According to the complaint, the AdvoCare business model incentivized distributors to sign up additional distributors rather than focus on selling products to consumers.  Getting that balance right—with the emphasis on selling products to end users—is what distinguishes a legal multi level marketing setup from an illegal pyramid scheme.  In a pyramid scheme, also known as a Ponzi scheme after one of its early practitioners, only the very first participants stand to make any profit.

The FTC complaint further alleged that AdvoCare required distributors to purchase large amounts of products on their own account. AdvoCare did not admit any wrongdoing when reaching the settlement with FTC.

"AdvoCare and the other defendants told distributors to make exaggerated claims about how much money average people could make—as much as hundreds of thousands or millions of dollars a year. The FTC alleged that distributors were told to create emotional narratives about how they gained financial success through AdvoCare and to instill fear in potential recruits that they would suffer from regrets later if they declined to invest in AdvoCare,” the FTC complaint alleged.

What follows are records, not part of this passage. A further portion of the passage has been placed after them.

use crate::amqp::configuration::SessionSettings;
use crate::amqp::properties::Properties;
use crate::amqp::transport::{Deliveries, Transport, TransportChannel, TransportConnection};
use crate::amqp::ConnectionFactory;
use crate::consumers::{
    AckError, CloseError, ConfigurationError, ConnectError, DeliveryError, MessageDelivery,
    ShutdownError,
};
use futures_util::{Future, StreamExt};
use shutdown_handler::ShutdownHandler;
use std::fmt;
use std::io::Read;
use std::path::Path;
use std::sync::Arc;
use uuid::Uuid;

type ChannelOf<T> = <<T as Transport>::Connection as TransportConnection>::Channel;

/// Where a [`BrokerSession`] is in its lifecycle.
///
/// A session only ever moves forward: `Configured` → `Connected` → `Closed`.
#[derive(Debug, Clone, Copy, PartialEq, Eq)]
pub enum SessionState {
    /// Configuration succeeded, nothing is open yet.
    Configured,
    /// A connection, a channel and a consumer are live.
    Connected,
    Closed,
}

impl fmt::Display for SessionState {
    fn fmt(&self, f: &mut fmt::Formatter<'_>) -> fmt::Result {
        match self {
            Self::Configured => write!(f, "configured"),
            Self::Connected => write!(f, "connected"),
            Self::Closed => write!(f, "closed"),
        }
    }
}

/// The handles owned by a connected session. They exist together or not at all.
struct Live<T: Transport> {
    connection: T::Connection,
    channel: ChannelOf<T>,
    deliveries: Deliveries,
    auto_ack: bool,
}

enum State<T: Transport> {
    Configured,
    Connected(Live<T>),
    Closed,
}

/// A consumer session bound to a single queue of a RabbitMq broker.
///
/// # Lifecycle
///
/// 1. Build the session from a properties source with [`BrokerSession::from_properties_file`]
///    or [`BrokerSession::from_properties_reader`]. No network activity happens at this stage,
///    but TLS material is loaded and validated if `SSL=1`.
/// 2. [`connect`](BrokerSession::connect) opens one connection, one channel and registers
///    one consumer on the configured queue.
/// 3. Pull messages one at a time with [`next_delivery`](BrokerSession::next_delivery) and
///    confirm them with [`acknowledge`](BrokerSession::acknowledge).
/// 4. [`close`](BrokerSession::close) releases the channel and the connection.
///
/// A session cannot be reconnected: once closed, build a new one.
/// Nothing is retried on your behalf - every failure is returned to the caller.
///
/// # Concurrency
///
/// Operations take `&mut self`: a session is driven by a single task. Run several sessions if
/// you need to consume concurrently; they share nothing.
pub struct BrokerSession<T: Transport = ConnectionFactory> {
    settings: SessionSettings,
    transport: T,
    state: State<T>,
}

impl BrokerSession<ConnectionFactory> {
    /// Configure a session from a properties file.
    ///
    /// An empty path is treated as a missing source.
    pub fn from_properties_file(path: impl AsRef<Path>) -> Result<Self, ConfigurationError> {
        let path = path.as_ref();
        if path.as_os_str().is_empty() {
            return Err(ConfigurationError::MissingSource);
        }
        let file = std::fs::File::open(path).map_err(|source| ConfigurationError::Unreadable {
            location: path.display().to_string(),
            source,
        })?;
        Self::from_properties_reader(file)
    }

    /// Configure a session from an already open properties source.
    pub fn from_properties_reader(reader: impl Read) -> Result<Self, ConfigurationError> {
        let properties =
            Properties::load(reader).map_err(|source| ConfigurationError::Unreadable {
                location: "<reader>".into(),
                source,
            })?;
        Self::from_properties(&properties)
    }

    pub fn from_properties(properties: &Properties) -> Result<Self, ConfigurationError> {
        Self::from_settings(SessionSettings::from_properties(properties)?)
    }

    /// Configure a session from already resolved settings.
    pub fn from_settings(settings: SessionSettings) -> Result<Self, ConfigurationError> {
        let factory = ConnectionFactory::new_from_config(&settings.rabbit_mq)?;
        tracing::info!(
            queue_name = %settings.queue_name,
            host = %factory.host(),
            port = factory.port(),
            vhost = %factory.virtual_host(),
            tls = factory.uses_tls(),
            "RabbitMQ session configured"
        );
        Ok(Self::with_transport(settings, factory))
    }
}

impl<T: Transport> BrokerSession<T> {
    /// Assemble a session on top of a custom [`Transport`].
    ///
    /// `settings` still provide the queue name, prefetch and the values returned by the
    /// accessors; how connections are opened is entirely up to `transport`.
    pub fn with_transport(settings: SessionSettings, transport: T) -> Self {
        Self {
            settings,
            transport,
            state: State::Configured,
        }
    }

    pub fn state(&self) -> SessionState {
        match self.state {
            State::Configured => SessionState::Configured,
            State::Connected(_) => SessionState::Connected,
            State::Closed => SessionState::Closed,
        }
    }

    pub fn settings(&self) -> &SessionSettings {
        &self.settings
    }

    pub fn queue_name(&self) -> &str {
        &self.settings.queue_name
    }

    pub fn host(&self) -> &str {
        &self.settings.rabbit_mq.uri
    }

    pub fn port(&self) -> u16 {
        self.settings.rabbit_mq.port
    }

    pub fn username(&self) -> &str {
        &self.settings.rabbit_mq.username
    }

    pub fn virtual_host(&self) -> &str {
        &self.settings.rabbit_mq.vhost
    }

    /// Open a connection and a channel, then start consuming from the configured queue.
    ///
    /// With `auto_ack` set to `true` the broker considers messages acknowledged as soon as
    /// they are delivered and [`acknowledge`](Self::acknowledge) must not be used.
    ///
    /// Failures are returned as they come from the broker client. Nothing is rolled back:
    /// discard the session if `connect` fails.
    #[tracing::instrument(skip(self), name = "session_connect", fields(queue_name = %self.settings.queue_name))]
    pub async fn connect(&mut self, auto_ack: bool) -> Result<(), ConnectError> {
        if !matches!(self.state, State::Configured) {
            return Err(ConnectError::InvalidState(self.state()));
        }

        let connection = self.transport.new_connection().await?;
        let channel = connection.create_channel().await?;
        if let Some(prefetch_count) = self.settings.prefetch_count {
            channel.basic_qos(prefetch_count).await?;
        }
        let consumer_tag = Uuid::new_v4().to_string();
        let deliveries = channel
            .basic_consume(&self.settings.queue_name, &consumer_tag, auto_ack)
            .await?;

        tracing::info!(%consumer_tag, auto_ack, "Consuming from RabbitMQ queue");
        self.state = State::Connected(Live {
            connection,
            channel,
            deliveries,
            auto_ack,
        });
        Ok(())
    }

    /// Wait for the next message on the consumer.
    ///
    /// There is no timeout: the returned future completes only when a message arrives or the
    /// consumer stops. Dropping the future does not lose any message.
    pub async fn next_delivery(&mut self) -> Result<MessageDelivery, DeliveryError> {
        self.next_delivery_until(futures_util::future::pending()).await
    }

    /// Wait for the next message on the consumer, giving up with [`DeliveryError::Cancelled`]
    /// as soon as `cancel` completes.
    ///
    /// Cancellation is checked first: if `cancel` is already complete no message is taken
    /// from the consumer.
    pub async fn next_delivery_until(
        &mut self,
        cancel: impl Future<Output = ()>,
    ) -> Result<MessageDelivery, DeliveryError> {
        let state = self.state();
        let live = match &mut self.state {
            State::Connected(live) => live,
            _ => return Err(DeliveryError::InvalidState(state)),
        };

        tokio::pin!(cancel);
        let delivery = tokio::select! {
            biased;

            _ = &mut cancel => {
                tracing::debug!("Waiting for the next delivery was cancelled");
                return Err(DeliveryError::Cancelled);
            }

            delivery = live.deliveries.next() => delivery,
        };

        match delivery {
            Some(Ok(delivery)) => {
                tracing::debug!(delivery_tag = delivery.delivery_tag(), "Received delivery");
                Ok(delivery)
            }
            Some(Err(e)) => {
                tracing::error!("Consumer error: {}", e);
                Err(DeliveryError::Broker(e))
            }
            None => Err(DeliveryError::ConsumerClosed),
        }
    }

    /// Like [`next_delivery_until`](Self::next_delivery_until), interrupted by a
    /// [`ShutdownHandler`] signal.
    pub async fn next_delivery_until_shutdown(
        &mut self,
        shutdown: &Arc<ShutdownHandler>,
    ) -> Result<MessageDelivery, DeliveryError> {
        self.next_delivery_until(shutdown.wait_for_signal()).await
    }

    /// Positively acknowledge `delivery`, and only `delivery`.
    ///
    /// The delivery tag is sent as is: acknowledging the same delivery twice is left to the
    /// broker to judge (RabbitMq closes the channel).
    pub async fn acknowledge(&mut self, delivery: &MessageDelivery) -> Result<(), AckError> {
        let live = match &self.state {
            State::Connected(live) => live,
            _ => return Err(AckError::InvalidState(self.state())),
        };
        if live.auto_ack {
            tracing::warn!(
                delivery_tag = delivery.delivery_tag(),
                "Acknowledging a delivery on a session consuming in auto-ack mode"
            );
        }
        live.channel.basic_ack(delivery.delivery_tag()).await?;
        tracing::debug!(delivery_tag = delivery.delivery_tag(), "Acknowledged delivery");
        Ok(())
    }

    /// Close the channel, then the connection.
    ///
    /// Closing the connection is attempted even if closing the channel failed. All failures
    /// are collected, in that order, into a [`ShutdownError`].
    /// The session is closed afterwards, whatever the outcome.
    #[tracing::instrument(skip(self), name = "session_close")]
    pub async fn close(&mut self) -> Result<(), CloseError> {
        let live = match std::mem::replace(&mut self.state, State::Closed) {
            State::Connected(live) => live,
            State::Configured => return Ok(()),
            State::Closed => return Err(CloseError::AlreadyClosed),
        };
        let Live {
            connection,
            channel,
            deliveries,
            ..
        } = live;
        drop(deliveries);

        let mut failures = Vec::new();
        if let Err(e) = channel.close().await {
            tracing::warn!("Failed to close the RabbitMQ channel: {}", e);
            failures.push(format!("There was an error while trying to close the channel: {e}"));
        }
        if let Err(e) = connection.close().await {
            tracing::warn!("Failed to close the RabbitMQ connection: {}", e);
            failures.push(format!(
                "There was an error while trying to close the connection: {e}"
            ));
        }

        if failures.is_empty() {
            tracing::info!("RabbitMQ session closed");
            Ok(())
        } else {
            Err(ShutdownError { failures }.into())
        }
    }
}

More than 224,000 consumers stand to receive payments in the settlement, FTC said.

Under the terms of the 2019 agreement, AdvoCare can still use independent distributors to sell its products.  But it must compensate them based solely on sales to consumers.  Distributors may not get commissions on sales made by other distributors, and the customers in this case may not have been associated with the business in the prior two months.

Honesty about earnings potential

Herbalife settled a similar FTC pyramid scheme case a few years ago by paying a $200 million fine.  After that settlement Herbalife started quoting the earning potential of its distributors more forthrightly.  In one company document, Herbalife stated that 88% of the more than 400,000 distributors on the company rolls that year earned nothing at all.  Of the more than 80,000 distributors that had achieved ‘Sales Leader’ status, almost 95% earned $7,000 a year or less on average.  The chart in that document does not include commission on sales directly to consumers, but in most multi-level organizations this amounts to a small fraction of overall income.

More recently, Herbalife had been quoting an average of about $1,700 a month for its more active distributors.

In a company document, AdvoCare stated that in 2017 about 98% of its distributor network (which that year totaled 387,372 distributors) earned $2,000 a year or less.

In addition to the changes in how AdvoCare compensates its distributors and what it says to new recruits about the income opportunity, the agreement also prohibits former CEO Brian Connolly from future work at an MLM. Connolly has also agreed to keep FTC updated on his contact info and his business dealings.